Right now, Congress could send me a bill that puts construction workers back on the job rebuilding roads and bridges…


Excuse me, but didn’t we just spend $28B on roads and bridges in the Porkulus Bill? And another thing, didn’t our local taxes go towards those needed repairs at one time? I mean, before public sector union pensions started eating up all that money?

Just checking.

But wait! There’s more! President Obama also continued his War on Prosperity by opening up a new front: Class Warfare. Again, from his opening remarks…


There’s been a lot of discussion about revenues and raising taxes in recent weeks, so I want to be clear about what we’re proposing here. I spent the last two years cutting taxes for ordinary Americans, and I want to extend those middle-class tax cuts. The tax cuts I’m proposing we get rid of are tax breaks for millionaires and billionaires; tax breaks for oil companies and hedge fund managers and corporate jet owners.


It would be nice if we could keep every tax break there is, but we’ve got to make some tough choices here if we want to reduce our deficit. And if we choose to keep those tax breaks for millionaires and billionaires, if we choose to keep a tax break for corporate jet owners, if we choose to keep tax breaks for oil and gas companies that are making hundreds of billions of dollars, then that means we’ve got to cut some kids off from getting a college scholarship. That means we’ve got to stop funding certain grants for medical research. That means that food safety may be compromised. That means that Medicare has to bear a greater part of the burden. Those are the choices we have to make.

So the bottom line is this: Any agreement to reduce our deficit is going to require tough decisions and balanced solutions. And before we ask our seniors to pay more for health care, before we cut our children’s education, before we sacrifice our commitment to the research and innovation that will help create more jobs in the economy, I think it’s only fair to ask an oil company or a corporate jet owner that has done so well to give up a tax break that no other business enjoys. I don’t think that’s real radical. I think the majority of Americans agree with that.

 Hoo boy, George Soros won’t like that, not one bit. Do you think that he’ll enjoy Obama biting the hand that feeds him? I mean, he’s one of the world’s richest men, isn’t he? And doesn’t he have his own corporate jet? And isn’t he a hedge fund manager?

And speaking of corporate jets, wasn’t there a tax break for them in the Stimulus Bill, written in there by Reid and Pelosi? Ace points this out...
Just a few months after lawmakers scolded auto executives for flying to Washington in private jets, Congress approved a tax break in the stimulus package to help businesses buy their own planes.


The incentive -- first used to help plane makers recover from the 2001 terror attacks -- sharply reduces the up front tax bill for companies who buy assets like business planes.

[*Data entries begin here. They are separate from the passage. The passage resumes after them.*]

//! DOM helpers.
//!
//! Lookups return `Option` so a screen that lacks an element is not an error
//! by itself; callers decide which elements are required via [`require`].

use pp_core::SurfaceError;
use wasm_bindgen::JsCast;
use web_sys::{Document, Element, HtmlElement, HtmlInputElement};

pub const ACTIVE_COLOR: &str = "#1b52a4";
pub const INACTIVE_COLOR: &str = "#7b7b7b";
pub const UNSET_COLOR: &str = "#999";

fn doc() -> Option<Document> {
    web_sys::window()?.document()
}

pub fn by_id(id: &str) -> Option<Element> {
    doc()?.get_element_by_id(id)
}

pub fn by_id_typed<T: JsCast>(id: &str) -> Option<T> {
    by_id(id).and_then(|e| e.dyn_into::<T>().ok())
}

pub fn require(id: &str) -> Result<Element, SurfaceError> {
    by_id(id).ok_or_else(|| SurfaceError::MissingElement(id.to_owned()))
}

pub fn require_html(id: &str) -> Result<HtmlElement, SurfaceError> {
    by_id_typed::<HtmlElement>(id).ok_or_else(|| SurfaceError::MissingElement(id.to_owned()))
}

pub fn query_all(selector: &str) -> Vec<Element> {
    let Some(list) = doc().and_then(|d| d.query_selector_all(selector).ok()) else {
        return Vec::new();
    };
    (0..list.length())
        .filter_map(|i| list.item(i))
        .filter_map(|node| node.dyn_into::<Element>().ok())
        .collect()
}

pub fn set_text(el: &Element, text: &str) {
    el.set_text_content(Some(text));
}

pub fn set_style(el: &Element, property: &str, value: &str) {
    if let Some(html) = el.dyn_ref::<HtmlElement>() {
        let _ = html.style().set_property(property, value);
    }
}

/// Sets a label's text and colour together.
pub fn set_label(el: &Element, text: &str, color: &str) {
    set_text(el, text);
    set_style(el, "color", color);
}

pub fn add_class(el: &Element, cls: &str) {
    let _ = el.class_list().add_1(cls);
}

/// Returns whether a checkbox with `id` exists.
pub fn set_checked(id: &str, checked: bool) -> bool {
    match by_id_typed::<HtmlInputElement>(id) {
        Some(input) => {
            input.set_checked(checked);
            true
        }
        None => false,
    }
}
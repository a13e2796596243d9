use anyhow::Result;
use std::collections::BTreeMap;
use std::sync::{Arc, RwLock};

#[cfg(feature = "rocksdb")]
mod rocks;
#[cfg(feature = "rocksdb")]
pub use rocks::RocksDbStore;

/// Raw string-keyed backend shared by every execution context.
///
/// Implementations do no change tracking of their own; all notification logic
/// lives in the proxy that sits in front of them.
pub trait KeyValueStore: Send + Sync {
    fn get(&self, key: &str) -> Result<Option<String>>;
    fn set(&self, key: &str, value: &str) -> Result<()>;
    fn remove(&self, key: &str) -> Result<()>;
    fn keys(&self) -> Result<Vec<String>>;
}

impl<T: KeyValueStore + ?Sized> KeyValueStore for Arc<T> {
    fn get(&self, key: &str) -> Result<Option<String>> {
        (**self).get(key)
    }

    fn set(&self, key: &str, value: &str) -> Result<()> {
        (**self).set(key, value)
    }

    fn remove(&self, key: &str) -> Result<()> {
        (**self).remove(key)
    }

    fn keys(&self) -> Result<Vec<String>> {
        (**self).keys()
    }
}

/// Stand-in for an unavailable store: reads are empty and writes vanish.
#[derive(Default)]
pub struct NoopStore;

impl KeyValueStore for NoopStore {
    fn get(&self, _key: &str) -> Result<Option<String>> {
        Ok(None)
    }

    fn set(&self, _key: &str, _value: &str) -> Result<()> {
        Ok(())
    }

    fn remove(&self, _key: &str) -> Result<()> {
        Ok(())
    }

    fn keys(&self) -> Result<Vec<String>> {
        Ok(Vec::new())
    }
}

#[derive(Default)]
pub struct InMemoryStore {
    entries: RwLock<BTreeMap<String, String>>,
}

impl InMemoryStore {
    pub fn with_entries<I, K, V>(entries: I) -> Self
    where
        I: IntoIterator<Item = (K, V)>,
        K: Into<String>,
        V: Into<String>,
    {
        let entries = entries
            .into_iter()
            .map(|(key, value)| (key.into(), value.into()))
            .collect();
        Self {
            entries: RwLock::new(entries),
        }
    }

    fn poisoned() -> anyhow::Error {
        anyhow::anyhow!("in-memory store lock poisoned")
    }
}

impl KeyValueStore for InMemoryStore {
    fn get(&self, key: &str) -> Result<Option<String>> {
        let guard = self.entries.read().map_err(|_| Self::poisoned())?;
        Ok(guard.get(key).cloned())
    }

    fn set(&self, key: &str, value: &str) -> Result<()> {
        let mut guard = self.entries.write().map_err(|_| Self::poisoned())?;
        guard.insert(key.to_owned(), value.to_owned());
        Ok(())
    }

    fn remove(&self, key: &str) -> Result<()> {
        let mut guard = self.entries.write().map_err(|_| Self::poisoned())?;
        guard.remove(key);
        Ok(())
    }

    fn keys(&self) -> Result<Vec<String>> {
        let guard = self.entries.read().map_err(|_| Self::poisoned())?;
        Ok(guard.keys().cloned().collect())
    }
}
//! Event binding.
//!
//! Toggle switches, the cross-tab `storage` event and the reconciliation
//! timer all funnel into the controller through `state::with_controller`.

use crate::state;
use crate::surface::{AUTO_SWITCHES, EXERCISE_SWITCH};
use crate::dom;
use gloo_timers::callback::Interval;
use pp_types::ChangeEvent;
use wasm_bindgen::JsCast;
use wasm_bindgen::prelude::*;
use web_sys::{HtmlInputElement, StorageEvent};

fn on_change(input: &HtmlInputElement, handler: fn(bool)) -> Result<(), JsValue> {
    let target = input.clone();
    let cb = Closure::wrap(Box::new(move |_: web_sys::Event| {
        handler(target.checked());
    }) as Box<dyn FnMut(_)>);
    input.add_event_listener_with_callback("change", cb.as_ref().unchecked_ref())?;
    cb.forget();
    Ok(())
}

fn auto_mode_changed(enabled: bool) {
    if let Some(Err(err)) = state::with_controller(|c| c.toggle_auto_mode(enabled)) {
        gloo_console::log!(format!("automatic mode: {err}"));
    }
}

fn exercise_changed(enabled: bool) {
    if let Some(Err(err)) = state::with_controller(|c| c.toggle_exercise(enabled)) {
        gloo_console::log!(format!("exercise mode: {err}"));
    }
}

/// Switches missing from the current screen are skipped.
pub fn bind_switches() -> Result<(), JsValue> {
    for id in AUTO_SWITCHES {
        if let Some(input) = dom::by_id_typed::<HtmlInputElement>(id) {
            on_change(&input, auto_mode_changed)?;
        }
    }
    if let Some(input) = dom::by_id_typed::<HtmlInputElement>(EXERCISE_SWITCH) {
        on_change(&input, exercise_changed)?;
    }
    Ok(())
}

/// Writes from other tabs. A `null` key means the store was cleared.
pub fn bind_storage_events() -> Result<(), JsValue> {
    let window = web_sys::window().ok_or_else(|| JsValue::from_str("no window"))?;
    let cb = Closure::wrap(Box::new(move |event: StorageEvent| match event.key() {
        Some(key) => {
            let change = ChangeEvent::new(key, event.old_value(), event.new_value());
            state::with_controller(|c| c.apply_remote(change));
        }
        None => {
            state::with_controller(|c| c.reconcile());
        }
    }) as Box<dyn FnMut(_)>);
    window.add_event_listener_with_callback("storage", cb.as_ref().unchecked_ref())?;
    cb.forget();
    Ok(())
}

pub fn start_reconciler(interval_ms: u64) {
    let millis = u32::try_from(interval_ms).unwrap_or(u32::MAX);
    Interval::new(millis, || {
        state::with_controller(|c| c.reconcile());
    })
    .forget();
}
//! The page's single controller.
//!
//! Uses `RefCell`-wrapped `thread_local!` storage (WASM is single-threaded).
//! Handlers reach the controller only through [`with_controller`].

use crate::store::BrowserStore;
use crate::surface::DomSurface;
use pp_core::Controller;
use std::cell::RefCell;

pub type PageController = Controller<BrowserStore, DomSurface>;

thread_local! {
    static CONTROLLER: RefCell<Option<PageController>> = const { RefCell::new(None) };
}

pub fn install(controller: PageController) {
    CONTROLLER.with(|cell| *cell.borrow_mut() = Some(controller));
}

/// Runs `f` against the controller. Returns `None` before [`install`] or if
/// a handler is already running.
///
/// The browser broadcasts `localStorage` writes to other tabs on its own, so
/// the outbox is dropped after every call.
pub fn with_controller<R>(f: impl FnOnce(&mut PageController) -> R) -> Option<R> {
    CONTROLLER.with(|cell| {
        let Ok(mut slot) = cell.try_borrow_mut() else {
            gloo_console::warn!("controller busy, event skipped");
            return None;
        };
        let controller = slot.as_mut()?;
        let result = f(controller);
        controller.take_outbox();
        Some(result)
    })
}
use anyhow::Context;
use pp_core::ControllerConfig;
use std::net::SocketAddr;

const DEFAULT_ADDR: &str = "0.0.0.0:8080";

/// Process settings, read once at startup.
#[derive(Debug, Clone)]
pub(crate) struct ServiceConfig {
    pub(crate) addr: SocketAddr,
    /// RocksDB directory. The store is kept in memory when unset.
    pub(crate) store_path: Option<String>,
    pub(crate) controller: ControllerConfig,
}

impl ServiceConfig {
    pub(crate) fn from_env() -> anyhow::Result<Self> {
        Self::from_lookup(|name| std::env::var(name).ok())
    }

    pub(crate) fn from_lookup(lookup: impl Fn(&str) -> Option<String>) -> anyhow::Result<Self> {
        let var = |name: &str| lookup(name).filter(|value| !value.trim().is_empty());
        let mut controller = ControllerConfig::default();

        let addr = var("PUMP_SERVICE_ADDR")
            .unwrap_or_else(|| DEFAULT_ADDR.to_owned())
            .parse::<SocketAddr>()
            .context("PUMP_SERVICE_ADDR must be a socket address")?;

        if let Some(raw) = var("PUMP_RECONCILE_INTERVAL_MS") {
            controller.reconcile_interval_ms = raw
                .trim()
                .parse::<u64>()
                .context("PUMP_RECONCILE_INTERVAL_MS must be a number of milliseconds")?;
            anyhow::ensure!(
                controller.reconcile_interval_ms > 0,
                "PUMP_RECONCILE_INTERVAL_MS must be positive"
            );
        }

        if let Some(raw) = var("PUMP_DEFAULT_EXERCISE_MINUTES") {
            controller.default_exercise_minutes = raw
                .trim()
                .parse::<u32>()
                .context("PUMP_DEFAULT_EXERCISE_MINUTES must be a whole number of minutes")?;
            anyhow::ensure!(
                (1..=120).contains(&controller.default_exercise_minutes),
                "PUMP_DEFAULT_EXERCISE_MINUTES must be between 1 and 120"
            );
        }

        Ok(Self {
            addr,
            store_path: var("PUMP_STORE_PATH"),
            controller,
        })
    }
}

#[cfg(test)]
mod tests {
    use super::*;
    use std::collections::HashMap;

    fn lookup(pairs: &[(&str, &str)]) -> impl Fn(&str) -> Option<String> {
        let vars: HashMap<String, String> = pairs
            .iter()
            .map(|(k, v)| ((*k).to_owned(), (*v).to_owned()))
            .collect();
        move |name| vars.get(name).cloned()
    }

    #[test]
    fn defaults_apply_when_unset() -> anyhow::Result<()> {
        let config = ServiceConfig::from_lookup(lookup(&[]))?;
        assert_eq!(config.addr, "0.0.0.0:8080".parse::<SocketAddr>()?);
        assert_eq!(config.store_path, None);
        assert_eq!(config.controller, ControllerConfig::default());
        Ok(())
    }

    #[test]
    fn overrides_are_parsed() -> anyhow::Result<()> {
        let config = ServiceConfig::from_lookup(lookup(&[
            ("PUMP_SERVICE_ADDR", "127.0.0.1:9090"),
            ("PUMP_STORE_PATH", "/var/lib/pump"),
            ("PUMP_RECONCILE_INTERVAL_MS", "250"),
            ("PUMP_DEFAULT_EXERCISE_MINUTES", "45"),
        ]))?;
        assert_eq!(config.addr.port(), 9090);
        assert_eq!(config.store_path.as_deref(), Some("/var/lib/pump"));
        assert_eq!(config.controller.reconcile_interval_ms, 250);
        assert_eq!(config.controller.default_exercise_minutes, 45);
        Ok(())
    }

    #[test]
    fn invalid_values_are_rejected() {
        assert!(ServiceConfig::from_lookup(lookup(&[("PUMP_RECONCILE_INTERVAL_MS", "0")])).is_err());
        assert!(ServiceConfig::from_lookup(lookup(&[("PUMP_DEFAULT_EXERCISE_MINUTES", "300")])).is_err());
        assert!(ServiceConfig::from_lookup(lookup(&[("PUMP_SERVICE_ADDR", "nowhere")])).is_err());
    }
}
/// One execution context: a proxy over the shared backend, the mode machine
/// and the surface it reflects into.
///
/// Every public operation runs inside a settle cycle. Writes made while the
/// cycle is draining join its queue, and the surface is refreshed once the
/// queue is empty.
pub struct Controller<S, U> {
    proxy: StoreProxy<S>,
    machine: AutoModeMachine,
    surface: U,
    config: ControllerConfig,
}

impl<S: KeyValueStore, U: Surface> Controller<S, U> {
    /// Builds an unloaded context. Call [`Controller::load`] before use.
    pub fn new(backend: S, surface: U, config: ControllerConfig) -> Self {
        Self {
            proxy: StoreProxy::new(backend).with_policy(BasalRequiresPump),
            machine: AutoModeMachine::new(config.default_exercise_minutes),
            surface,
            config,
        }
    }

    /// First-load work: legacy cleanup, flag defaults, startup corrections,
    /// then rehydration followed by re-validation.
    pub fn load(&mut self) {
        self.run(|this| {
            this.migrate_defaults();
            for key in keys::BOOLEAN_FLAGS {
                this.proxy.ensure_default(key, FALSE);
            }
            let fixes = startup(&this.proxy);
            this.apply_all(fixes);

            this.machine =
                AutoModeMachine::rehydrate(&this.proxy, this.config.default_exercise_minutes);
            let transition = this.machine.resync(&mut this.proxy);
            info!(?transition, state = ?this.machine.state(), "context loaded");
        });
    }

    pub fn toggle_auto_mode(&mut self, enabled: bool) -> Result<Transition, ModeError> {
        let result = self.run(|this| {
            if enabled {
                this.machine.enable(&mut this.proxy)
            } else {
                Ok(this.machine.disable(&mut this.proxy))
            }
        });
        self.report(result)
    }

    pub fn toggle_exercise(&mut self, enabled: bool) -> Result<Transition, ModeError> {
        let result = self.run(|this| {
            if enabled {
                this.machine.request_exercise(&mut this.proxy)
            } else {
                Ok(this.machine.disable_exercise(&mut this.proxy))
            }
        });
        self.report(result)
    }

    pub fn confirm_exercise(&mut self, minutes: u32) -> Result<Transition, ModeError> {
        let result = self.run(|this| this.machine.confirm_exercise(&mut this.proxy, minutes));
        self.report(result)
    }

    pub fn cancel_exercise(&mut self) -> Transition {
        self.run(|this| this.machine.disable_exercise(&mut this.proxy))
    }

    pub fn write(&mut self, key: &str, value: &str) -> WriteOutcome {
        self.run(|this| this.proxy.write(key, value))
    }

    pub fn set_flag(&mut self, key: &str, value: bool) -> WriteOutcome {
        self.write(key, bool_str(value))
    }

    pub fn remove(&mut self, key: &str) -> WriteOutcome {
        self.run(|this| this.proxy.remove(key))
    }

    pub fn set_pump_paired(&mut self, paired: bool) -> WriteOutcome {
        self.set_flag(keys::PUMP_PAIRING, paired)
    }

    /// Marks the basal dose as configured. Coerced back while no pump is paired.
    pub fn configure_basal(&mut self) -> WriteOutcome {
        self.set_flag(keys::INSULIN_QAEDY, true)
    }

    pub fn pair_cgms(&mut self, serial: &str) -> WriteOutcome {
        self.run(|this| {
            this.proxy.write(keys::CGMS_SERIAL, serial);
            this.proxy.write(keys::CGMS_PAIRED, TRUE)
        })
    }

    /// Clears the pairing flag. The serial stays for the next pairing screen.
    pub fn unpair_cgms(&mut self) -> WriteOutcome {
        self.set_flag(keys::CGMS_PAIRED, false)
    }

    pub fn record_setting(&mut self, field: SettingField, value: &str) -> WriteOutcome {
        self.run(|this| {
            this.proxy.write(field.value_key(), value);
            this.proxy.write(field.selection_key(), TRUE)
        })
    }

    pub fn reset_setting(&mut self, field: SettingField) -> WriteOutcome {
        self.run(|this| {
            let outcome = this.proxy.remove(field.selection_key());
            this.proxy.remove(field.value_key());
            outcome
        })
    }

    /// Delivers a change committed by another context.
    pub fn apply_remote(&mut self, event: ChangeEvent) {
        self.run(|this| this.proxy.observe_remote(event));
    }

    /// Periodic tick. Heals anything written behind the proxy's back.
    pub fn reconcile(&mut self) {
        self.run(|this| {
            let transition = this.machine.resync(&mut this.proxy);
            if transition != Transition::Unchanged {
                info!(?transition, "reconciliation adjusted automatic mode");
            }
            let fixes = sweep(&this.proxy);
            this.apply_all(fixes);
        });
    }

    pub fn snapshot(&self) -> ModeSnapshot {
        let state = self.machine.state();
        ModeSnapshot {
            auto_mode: state.is_enabled(),
            exercise: state.exercise_status(),
            requirements: evaluate(&self.proxy),
            pump_paired: self.proxy.flag(keys::PUMP_PAIRING),
            basal_configured: self.proxy.flag(keys::INSULIN_QAEDY),
            cgms_paired: self.proxy.flag(keys::CGMS_PAIRED),
        }
    }

    pub fn state(&self) -> AutoMode {
        self.machine.state()
    }

    pub fn get(&self, key: &str) -> Option<String> {
        self.proxy.get(key)
    }

    pub fn take_outbox(&mut self) -> Vec<ChangeEvent> {
        self.proxy.take_outbox()
    }

    pub fn notifications(&self) -> u64 {
        self.proxy.notifications()
    }

    pub fn surface(&self) -> &U {
        &self.surface
    }

    pub fn surface_mut(&mut self) -> &mut U {
        &mut self.surface
    }

    fn run<T>(&mut self, op: impl FnOnce(&mut Self) -> T) -> T {
        let before = self.machine.state();
        let outermost = self.proxy.begin_settle();
        let result = op(self);
        self.drain();
        if outermost {
            self.proxy.end_settle();
            self.refresh_surface(before);
        }
        result
    }

    fn drain(&mut self) {
        let mut rounds = 0;
        while let Some(event) = self.proxy.next_pending() {
            if rounds == self.config.settle_limit() {
                let dropped = self.proxy.discard_pending() + 1;
                warn!(dropped, "settle stopped after {} events", rounds);
                break;
            }
            rounds += 1;

            let transition = self.machine.observe(&mut self.proxy, &event);
            if transition != Transition::Unchanged {
                debug!(key = %event.key, ?transition, "machine reacted");
            }
            let fixes = on_change(&self.proxy, &event);
            self.apply_all(fixes);
        }
    }

    fn apply_all(&mut self, fixes: Vec<Correction>) {
        for fix in fixes {
            match fix {
                Correction::Set { key, value, rule } => {
                    debug!(?rule, "correcting {} to {}", key, value);
                    self.proxy.write(key, value);
                }
                Correction::Remove { key, rule } => {
                    debug!(?rule, "removing {}", key);
                    self.proxy.remove(key);
                }
            }
        }
    }

    fn migrate_defaults(&mut self) {
        if self.proxy.flag(keys::DEFAULTS_CLEARED) {
            return;
        }
        for key in keys::LEGACY_DEFAULTS {
            self.proxy.direct_remove(key);
        }
        self.proxy.direct_write(keys::DEFAULTS_CLEARED, TRUE);
        info!("legacy default values cleared");
    }

    fn report(&mut self, result: Result<Transition, ModeError>) -> Result<Transition, ModeError> {
        if let Some(message) = result.as_ref().err().and_then(|err| err.user_message()) {
            let shown = self.surface.show_message(message);
            self.log_surface("show_message", shown);
        }
        result
    }

    fn refresh_surface(&mut self, before: AutoMode) {
        let snapshot = self.snapshot();
        let was_awaiting = before.exercise() == ExerciseMode::AwaitingDuration;
        let awaiting = snapshot.exercise == ExerciseStatus::AwaitingDuration;

        if awaiting && !was_awaiting {
            let opened = self.surface.open_exercise_picker(self.config.default_exercise_minutes);
            self.log_surface("open_exercise_picker", opened);
        } else if was_awaiting && !awaiting {
            let closed = self.surface.close_exercise_picker();
            self.log_surface("close_exercise_picker", closed);
        }

        let exercise_on = snapshot.exercise != ExerciseStatus::Off;
        let reflected = self.surface.reflect_switches(snapshot.auto_mode, exercise_on);
        self.log_surface("reflect_switches", reflected);
        let devices = self
            .surface
            .refresh_device_status(snapshot.cgms_paired, snapshot.pump_paired);
        self.log_surface("refresh_device_status", devices);
        let status = self.surface.refresh_final_status(&snapshot);
        self.log_surface("refresh_final_status", status);
    }

    fn log_surface(&self, step: &str, result: Result<(), SurfaceError>) {
        if let Err(err) = result {
            warn!(step, "surface update skipped: {}", err);
        }
    }
}
//! Automatic Mode core: the store proxy every write goes through, the
//! requirement-gated mode machine, and the per-context controller that settles
//! each change to a fixed point before the UI is refreshed.

pub mod config;
pub mod controller;
pub mod error;
pub mod machine;
pub mod proxy;
pub mod settings;
pub mod surface;

pub use config::ControllerConfig;
pub use controller::Controller;
pub use error::{ModeError, SurfaceError};
pub use machine::{AutoMode, AutoModeMachine, DisableCause, ExerciseMode, Transition};
pub use proxy::{StoreProxy, SubscriptionId};
pub use settings::SettingField;
pub use surface::Surface;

The aviation industry, which is cutting jobs as it suffers from declining shipments and canceled orders, hopes the tax break in the economic-stimulus bill just signed by President Barack Obama will persuade more companies to buy planes and snap a slump in general aviation that began last year.
I just want to make sure I’m not confused on that.

The rest of that quote tends to reinforce Obama’s mistaken idea that all things come from the government, that if Washington doesn’t provide funding for it, it doesn’t happen. In Obama’s world, the private sector doesn’t exist, except as the enemy. Never mind that those evil oil companies are publicly held, and their stock is part of a lot of Americans’ retirement portfolios. And, oh no, the private sector never invests its money into research and development. Nope. Not at all.

It’s almost like we managed to elect the worst president in our history. One with no experience in the real world and who has never held a job in the private sector where he had other people depending on him for their livelihoods.

Or something.

I’m glad I missed it. Sufficient unto the day is the bullshit contained therein.